In this paper, the optimization model for biogas power plant feedstock mixture considering feedstock and transportation costs using the differential evolution algorithm is presented. The model is applicable to find the maximum profitable transportation distance (for defined conditions) in order to produce biogas (methane) at the defined cost and to find needed yearly amounts (masses) of different feedstock combinations for the desired nominal power of the biogas power plant. In the case study, the proposed model is used to find the optimal mixture of five different feedstock combinations usually used in Croatia and Hungary for biogas production. The obtained results show that there are several solutions (combinations) meeting the given constraints; however, only some of them are elaborated on in this paper. According to the case study results, the solutions point to very close objective function values. This indicates that the optimization problem has numerous close local optima in this specific case. That being said, a preferable type of feedstock cannot be generally recommended. The presented procedure can be used as a useful tool to research different scenarios for purchasing of different feedstock combinations according to the current feedstock market offer. The presented procedure can be useful to determine the maximum cost-effective distances considering the price limit of the produced biogas. For this purpose, the presented procedure can be implemented in the tool for biogas plant operation planning (similarly, a tool for biogas plant investment can be found in References [62,63]) to simplify the direct use for plant owners.

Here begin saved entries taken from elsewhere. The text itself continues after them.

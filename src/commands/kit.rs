use std::path::PathBuf;
use std::process::ExitCode;

use brandcheck_lib::input::load_document;
use brandcheck_lib::output::BRAND_OUTPUT_VERSION;
use brandcheck_lib::{
    BrandError, BrandKit, BrandKitDraft, BrandKitPatch, BrandKitStore, BrandOutput, JsonFileRepository,
    KitListOutput, KitOutput,
};

use crate::cli::{KitAction, OutputFormat};
use crate::formatting::{render_error, write_output};
use crate::settings::{format_effective_config, load_config, resolve_settings};

/// Run a kit management subcommand against the JSON kit store.
pub async fn run_kit(
    raw_args: &[String],
    config_path: Option<PathBuf>,
    verbose: bool,
    store: Option<PathBuf>,
    format: OutputFormat,
    action: KitAction,
) -> ExitCode {
    let config = match load_config(config_path.as_deref()) {
        Ok(cfg) => cfg,
        Err(err) => return render_error(err, format, None),
    };
    let settings = resolve_settings(raw_args, 0.0, store.as_deref(), true, &config);
    if verbose {
        eprintln!(
            "{}",
            format_effective_config(&config, &settings, config_path.as_deref())
        );
    }

    let store = BrandKitStore::new(JsonFileRepository::new(&settings.store_path));
    let body = match execute(&store, action) {
        Ok(body) => body,
        Err(err) => return render_error(err, format, None),
    };
    if let Err(err) = write_output(&body, format, None) {
        return render_error(BrandError::Config(err.to_string()), format, None);
    }
    ExitCode::SUCCESS
}

fn execute(
    store: &BrandKitStore<JsonFileRepository>,
    action: KitAction,
) -> Result<BrandOutput, BrandError> {
    let single = |kit: BrandKit| {
        BrandOutput::Kit(KitOutput {
            version: BRAND_OUTPUT_VERSION.to_string(),
            kit,
        })
    };

    match action {
        KitAction::Create {
            owner,
            from,
            default,
        } => {
            let mut draft: BrandKitDraft = load_document(&from)?;
            draft.is_default |= default;
            Ok(single(store.create(&owner, draft)?))
        }
        KitAction::List { owner } => Ok(BrandOutput::KitList(KitListOutput {
            version: BRAND_OUTPUT_VERSION.to_string(),
            kits: store.list(&owner)?,
            owner_id: owner,
        })),
        KitAction::Show { id } => Ok(single(store.get(&id)?)),
        KitAction::Update { id, from } => {
            let patch: BrandKitPatch = load_document(&from)?;
            Ok(single(store.update(&id, patch)?))
        }
        KitAction::Delete { id } => Ok(BrandOutput::KitDeleted(KitOutput {
            version: BRAND_OUTPUT_VERSION.to_string(),
            kit: store.delete(&id)?,
        })),
        KitAction::SetDefault { id } => Ok(single(store.set_default(&id)?)),
    }
}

The obtained results show that one needs to be careful with defining the optimization problem objective because it has a significant impact on the optimal solutions. Further research can include the additional constraints and more detailed modeling of the biogas production (including the impact of transportation distances on greenhouse gas (GHG) emissions and profit from digestate used as fertilizer) in the presented optimization procedure. The presented procedure can be used for maximizing the distance of specific feedstock by changing the objective and problem constraints. This fact makes the presented model more general and useful for some other optimizations regarding the biogas production.

Author Contributions

Conceptualization, D.T. and D.M.; methodology, D.T. and M.B.; software, M.B. and D.T.; validation, D.M., C.M., D.T. and M.B.; resources, D.M. and C.M.; writing—original draft preparation, D.T. and M.B.; writing—review and editing, D.T., M.B., D.M. and C.M. All authors have read and agreed to the published version of the manuscript.

Funding

This research received no external funding.

Acknowledgments

This paper is a part of the project “Smart Specialization Programme of Kaposvar University No. EFOP-3.6.1.-16-2016-00007.

Conflicts of Interest

The authors declare no conflict of interest.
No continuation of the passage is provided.